Enzymes play an important role in catalyzing biological reactions and eons of evolution has made enzymes highly efficient and selective. However, the complexity of enzymes makes it difficult to be used in different chemical environments and harsh conditions. Recent advances in the field of bioconjugation have opened up new synthesis methodologies to create new protein-polymer conjugates that potentially could overcome these drawbacks. Due to the delicate nature of proteins, it is important to understand how different polymer chains interact with protein surfaces and how chemical modification could affect the protein’s structure and dynamics.

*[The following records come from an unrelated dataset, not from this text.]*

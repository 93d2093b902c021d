use std::path::PathBuf;

use burnr_core::{Device, DeviceInventory};

fn device(path: &str, removable: bool) -> Device {
    Device {
        path: PathBuf::from(path),
        display_name: None,
        removable,
        size_gb: None,
        mount_point: String::new(),
    }
}

fn inventory() -> DeviceInventory {
    let mut inventory = DeviceInventory::default();
    for (path, removable) in [
        ("/dev/sda", false),
        ("/dev/sdb", true),
        ("/dev/sdc", false),
        ("/dev/sdd", true),
        ("/dev/sde", false),
    ] {
        inventory.push(device(path, removable));
    }
    inventory
}

fn paths(devices: &[Device]) -> Vec<String> {
    devices
        .iter()
        .map(|d| d.path.display().to_string())
        .collect()
}

#[test]
fn fixed_disks_are_hidden_by_default() {
    let listed = inventory().into_list(false);
    assert_eq!(paths(&listed), ["/dev/sdb", "/dev/sdd"]);
}

#[test]
fn show_all_lists_removable_first_in_backend_order() {
    let listed = inventory().into_list(true);
    assert_eq!(
        paths(&listed),
        ["/dev/sdb", "/dev/sdd", "/dev/sda", "/dev/sdc", "/dev/sde"]
    );
}

#[test]
fn unknown_names_degrade_in_display() {
    let shown = device("/dev/sdz", true).to_string();
    assert!(shown.contains("/dev/sdz"));
    assert!(shown.contains("unknown"));
    assert!(shown.contains("[Not mounted]"));
}
use std::fs;
use std::path::PathBuf;

use burnr_core::{Error, ImageFile, ImageOptions};
use tempfile::TempDir;

fn write_image(dir: &TempDir, name: &str, len: usize) -> PathBuf {
    let path = dir.path().join(name);
    let bytes: Vec<u8> = (0..len).map(|i| (i % 251) as u8).collect();
    fs::write(&path, bytes).unwrap();
    path
}

fn options(chunk_size: usize) -> ImageOptions {
    ImageOptions {
        chunk_size,
        ..ImageOptions::default()
    }
}

#[test]
fn total_chunks_is_ceiling_division() {
    let dir = TempDir::new().unwrap();
    for (len, chunk_size, expected) in [
        (0usize, 8usize, 0u64),
        (1, 8, 1),
        (7, 8, 1),
        (8, 8, 1),
        (9, 8, 2),
        (16, 8, 2),
        (17, 8, 3),
        (100_000, 32 * 1024, 4),
    ] {
        let path = write_image(&dir, &format!("img-{len}-{chunk_size}.img"), len);
        let image = ImageFile::open_with(&path, options(chunk_size)).unwrap();
        assert_eq!(
            image.total_chunks().unwrap(),
            expected,
            "len={len} chunk_size={chunk_size}"
        );
    }
}

#[test]
fn chunks_cover_the_file_exactly() {
    let dir = TempDir::new().unwrap();
    let path = write_image(&dir, "cover.img", 100);

    let image = ImageFile::open_with(&path, options(16)).unwrap();
    assert_eq!(image.total_chunks().unwrap(), 7);

    let chunks: Vec<Vec<u8>> = image.into_chunks().unwrap().map(|c| c.unwrap()).collect();
    assert_eq!(chunks.len(), 7);
    assert!(chunks[..6].iter().all(|c| c.len() == 16));
    assert_eq!(chunks[6].len(), 4);
    assert_eq!(chunks.concat(), fs::read(&path).unwrap());
}

#[test]
fn empty_image_yields_no_chunks() {
    let dir = TempDir::new().unwrap();
    let path = write_image(&dir, "empty.img", 0);

    let image = ImageFile::open_with(&path, options(8)).unwrap();
    assert_eq!(image.total_chunks().unwrap(), 0);
    assert_eq!(image.into_chunks().unwrap().count(), 0);
}

#[test]
fn exhausted_sequence_stays_exhausted() {
    let dir = TempDir::new().unwrap();
    let path = write_image(&dir, "twice.img", 16);

    let image = ImageFile::open_with(&path, options(8)).unwrap();
    let mut chunks = image.into_chunks().unwrap();
    assert_eq!(chunks.by_ref().count(), 2);
    assert!(chunks.next().is_none());
    assert!(chunks.next().is_none());
}

#[test]
fn rejects_unknown_extensions_lexically() {
    let dir = TempDir::new().unwrap();
    let path = write_image(&dir, "notes.txt", 10);

    match ImageFile::open(&path) {
        Err(Error::InvalidExtension { .. }) => {}
        other => panic!("expected InvalidExtension, got {other:?}"),
    }

    // The same path is fine once the check is turned off.
    let relaxed = ImageOptions {
        check_extension: false,
        ..ImageOptions::default()
    };
    assert!(ImageFile::open_with(&path, relaxed).is_ok());
}

#[test]
fn extension_matching_ignores_case() {
    let dir = TempDir::new().unwrap();
    let path = write_image(&dir, "UPPER.ISO", 10);
    assert!(ImageFile::open(&path).is_ok());
}

#[test]
fn missing_file_is_reported_as_such() {
    match ImageFile::open("/no/such/file.img") {
        Err(Error::FileNotFound { .. }) => {}
        other => panic!("expected FileNotFound, got {other:?}"),
    }
}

In this work, we present how charged polymers such as zwitterionic-poly carboxybetaine acrylamide (pCBAA), positively charged-poly quaternary ammonium methacrylate (pQA), and negatively charged-poly sulfonate methacrylate (pSMA) interact with α-chymotrypsin (CT) while conjugated to it. Atomistic molecular dynamics simulations were carried out using the CHARMM C36m force field along with the CGenFF. Our atomistic simulations showed that conjugation of pSMA chains, to the surface lysine residues, destabilize the S1 binding pocket of CT while pQA and pCBAA chains stabilize the S1 binding pocket. Destabilization of the S1 binding pocket was identified to be due to interactions between pSMA chains and the activation loops (VI and VII) in CT. Our simulation data is in good agreement with experimental observations. In addition to structural changes within the protein, preferential polymer-protein interactions were studied as a function of contacts formed between each polymer and the surface protein amino acids. Contact analysis has revealed that pQA form the least amount of contacts with the protein surface compared to pSMA and pCBAA. This study illustrates the use molecular simulations to provide additional understanding for bioconjugates, but moreover the potential for the design of the next generation bioconjugates.